INSTRUCTIONS FOR THE TASK:
Please repeat the records below exactly, from the first line through the line containing "predicate stays pure.", and nothing more.

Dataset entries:
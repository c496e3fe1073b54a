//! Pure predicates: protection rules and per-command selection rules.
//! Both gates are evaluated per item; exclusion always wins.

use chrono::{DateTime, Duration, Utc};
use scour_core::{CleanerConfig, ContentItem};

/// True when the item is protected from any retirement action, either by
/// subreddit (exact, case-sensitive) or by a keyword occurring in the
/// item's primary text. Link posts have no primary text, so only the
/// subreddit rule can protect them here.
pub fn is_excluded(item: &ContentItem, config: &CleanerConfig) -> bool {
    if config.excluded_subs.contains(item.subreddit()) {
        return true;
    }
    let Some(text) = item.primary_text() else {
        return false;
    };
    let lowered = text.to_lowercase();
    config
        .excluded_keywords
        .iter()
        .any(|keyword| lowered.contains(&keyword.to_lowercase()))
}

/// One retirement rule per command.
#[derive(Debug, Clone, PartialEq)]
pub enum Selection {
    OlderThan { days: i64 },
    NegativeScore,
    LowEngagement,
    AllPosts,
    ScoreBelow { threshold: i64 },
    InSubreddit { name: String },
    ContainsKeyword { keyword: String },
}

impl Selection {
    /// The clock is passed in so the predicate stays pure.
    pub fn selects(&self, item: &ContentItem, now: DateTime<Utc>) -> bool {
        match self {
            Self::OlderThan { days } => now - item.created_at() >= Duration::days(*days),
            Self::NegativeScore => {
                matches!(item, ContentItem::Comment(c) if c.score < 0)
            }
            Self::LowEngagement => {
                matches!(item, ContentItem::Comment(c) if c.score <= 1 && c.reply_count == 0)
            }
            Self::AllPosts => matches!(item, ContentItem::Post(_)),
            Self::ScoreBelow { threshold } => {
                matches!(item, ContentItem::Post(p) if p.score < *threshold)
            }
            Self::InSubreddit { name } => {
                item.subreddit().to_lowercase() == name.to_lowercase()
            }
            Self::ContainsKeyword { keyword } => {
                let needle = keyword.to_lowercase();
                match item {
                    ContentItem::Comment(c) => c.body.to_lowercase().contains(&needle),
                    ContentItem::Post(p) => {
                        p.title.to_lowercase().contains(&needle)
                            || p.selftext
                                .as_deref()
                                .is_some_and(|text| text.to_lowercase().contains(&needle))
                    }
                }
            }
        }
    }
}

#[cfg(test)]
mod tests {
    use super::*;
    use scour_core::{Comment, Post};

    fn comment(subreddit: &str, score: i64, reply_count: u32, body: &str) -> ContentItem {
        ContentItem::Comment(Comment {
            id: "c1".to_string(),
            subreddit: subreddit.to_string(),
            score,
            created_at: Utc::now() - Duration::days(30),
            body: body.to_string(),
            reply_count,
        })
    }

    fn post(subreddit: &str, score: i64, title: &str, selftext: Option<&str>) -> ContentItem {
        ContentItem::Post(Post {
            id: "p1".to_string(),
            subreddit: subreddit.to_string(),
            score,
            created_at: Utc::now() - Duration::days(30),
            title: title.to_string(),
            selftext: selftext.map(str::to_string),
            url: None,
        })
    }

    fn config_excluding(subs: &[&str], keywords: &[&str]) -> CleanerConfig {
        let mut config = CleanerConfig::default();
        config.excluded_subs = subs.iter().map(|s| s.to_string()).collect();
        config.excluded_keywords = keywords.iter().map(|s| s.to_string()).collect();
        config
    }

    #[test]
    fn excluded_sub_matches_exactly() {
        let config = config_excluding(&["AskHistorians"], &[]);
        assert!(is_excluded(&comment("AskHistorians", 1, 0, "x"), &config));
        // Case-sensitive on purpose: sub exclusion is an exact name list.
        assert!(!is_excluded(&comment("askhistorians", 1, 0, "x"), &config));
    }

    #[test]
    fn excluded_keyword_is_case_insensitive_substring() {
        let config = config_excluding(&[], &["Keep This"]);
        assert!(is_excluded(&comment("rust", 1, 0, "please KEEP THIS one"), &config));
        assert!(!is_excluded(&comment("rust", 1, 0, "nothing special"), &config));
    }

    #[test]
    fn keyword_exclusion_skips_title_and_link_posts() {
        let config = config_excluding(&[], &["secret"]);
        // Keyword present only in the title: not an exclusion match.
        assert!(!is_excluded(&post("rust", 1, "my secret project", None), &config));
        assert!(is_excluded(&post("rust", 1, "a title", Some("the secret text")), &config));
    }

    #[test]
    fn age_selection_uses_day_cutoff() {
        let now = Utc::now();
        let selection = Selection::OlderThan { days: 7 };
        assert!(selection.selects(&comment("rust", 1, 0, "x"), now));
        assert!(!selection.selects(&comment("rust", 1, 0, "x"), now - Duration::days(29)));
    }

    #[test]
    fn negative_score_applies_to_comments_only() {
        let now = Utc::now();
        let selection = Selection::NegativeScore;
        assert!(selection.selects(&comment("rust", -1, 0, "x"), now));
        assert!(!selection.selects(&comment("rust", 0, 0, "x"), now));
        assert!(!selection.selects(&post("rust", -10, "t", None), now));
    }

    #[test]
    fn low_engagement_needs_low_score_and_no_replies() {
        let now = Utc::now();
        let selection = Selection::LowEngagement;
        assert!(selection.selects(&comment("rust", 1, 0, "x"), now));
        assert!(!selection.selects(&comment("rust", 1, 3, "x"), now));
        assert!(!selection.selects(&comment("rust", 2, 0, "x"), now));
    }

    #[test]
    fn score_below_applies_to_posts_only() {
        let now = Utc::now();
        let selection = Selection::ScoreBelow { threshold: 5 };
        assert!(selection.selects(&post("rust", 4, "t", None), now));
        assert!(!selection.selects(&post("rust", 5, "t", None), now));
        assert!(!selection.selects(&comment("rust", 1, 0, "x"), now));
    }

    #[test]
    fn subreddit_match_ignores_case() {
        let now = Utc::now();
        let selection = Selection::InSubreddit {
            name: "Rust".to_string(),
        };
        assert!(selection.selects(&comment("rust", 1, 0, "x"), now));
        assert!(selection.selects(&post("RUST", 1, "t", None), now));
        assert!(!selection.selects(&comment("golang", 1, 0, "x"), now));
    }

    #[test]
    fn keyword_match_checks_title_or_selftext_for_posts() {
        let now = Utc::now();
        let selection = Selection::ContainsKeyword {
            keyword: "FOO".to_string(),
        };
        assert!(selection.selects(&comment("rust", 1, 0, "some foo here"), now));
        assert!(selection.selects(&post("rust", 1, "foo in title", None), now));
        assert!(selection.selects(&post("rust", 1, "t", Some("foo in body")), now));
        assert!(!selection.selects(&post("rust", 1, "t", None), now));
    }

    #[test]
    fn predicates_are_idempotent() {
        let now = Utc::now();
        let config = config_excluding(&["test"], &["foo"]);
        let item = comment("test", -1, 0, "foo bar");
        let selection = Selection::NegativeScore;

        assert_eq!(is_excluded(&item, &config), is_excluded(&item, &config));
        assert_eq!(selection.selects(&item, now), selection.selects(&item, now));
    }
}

TASK RESULT:
repository c496e3fe1073b54a
//! Pure predicates: protection rules and per-command selection rules.
//! Both gates are evaluated per item; exclusion always wins.

use chrono::{DateTime, Duration, Utc};
use scour_core::{CleanerConfig, ContentItem};

/// True when the item is protected from any retirement action, either by
/// subreddit (exact, case-sensitive) or by a keyword occurring in the
/// item's primary text. Link posts have no primary text, so only the
/// subreddit rule can protect them here.
pub fn is_excluded(item: &ContentItem, config: &CleanerConfig) -> bool {
    if config.excluded_subs.contains(item.subreddit()) {
        return true;
    }
    let Some(text) = item.primary_text() else {
        return false;
    };
    let lowered = text.to_lowercase();
    config
        .excluded_keywords
        .iter()
        .any(|keyword| lowered.contains(&keyword.to_lowercase()))
}

/// One retirement rule per command.
#[derive(Debug, Clone, PartialEq)]
pub enum Selection {
    OlderThan { days: i64 },
    NegativeScore,
    LowEngagement,
    AllPosts,
    ScoreBelow { threshold: i64 },
    InSubreddit { name: String },
    ContainsKeyword { keyword: String },
}

impl Selection {
    /// The clock is passed in so the predicate stays pure.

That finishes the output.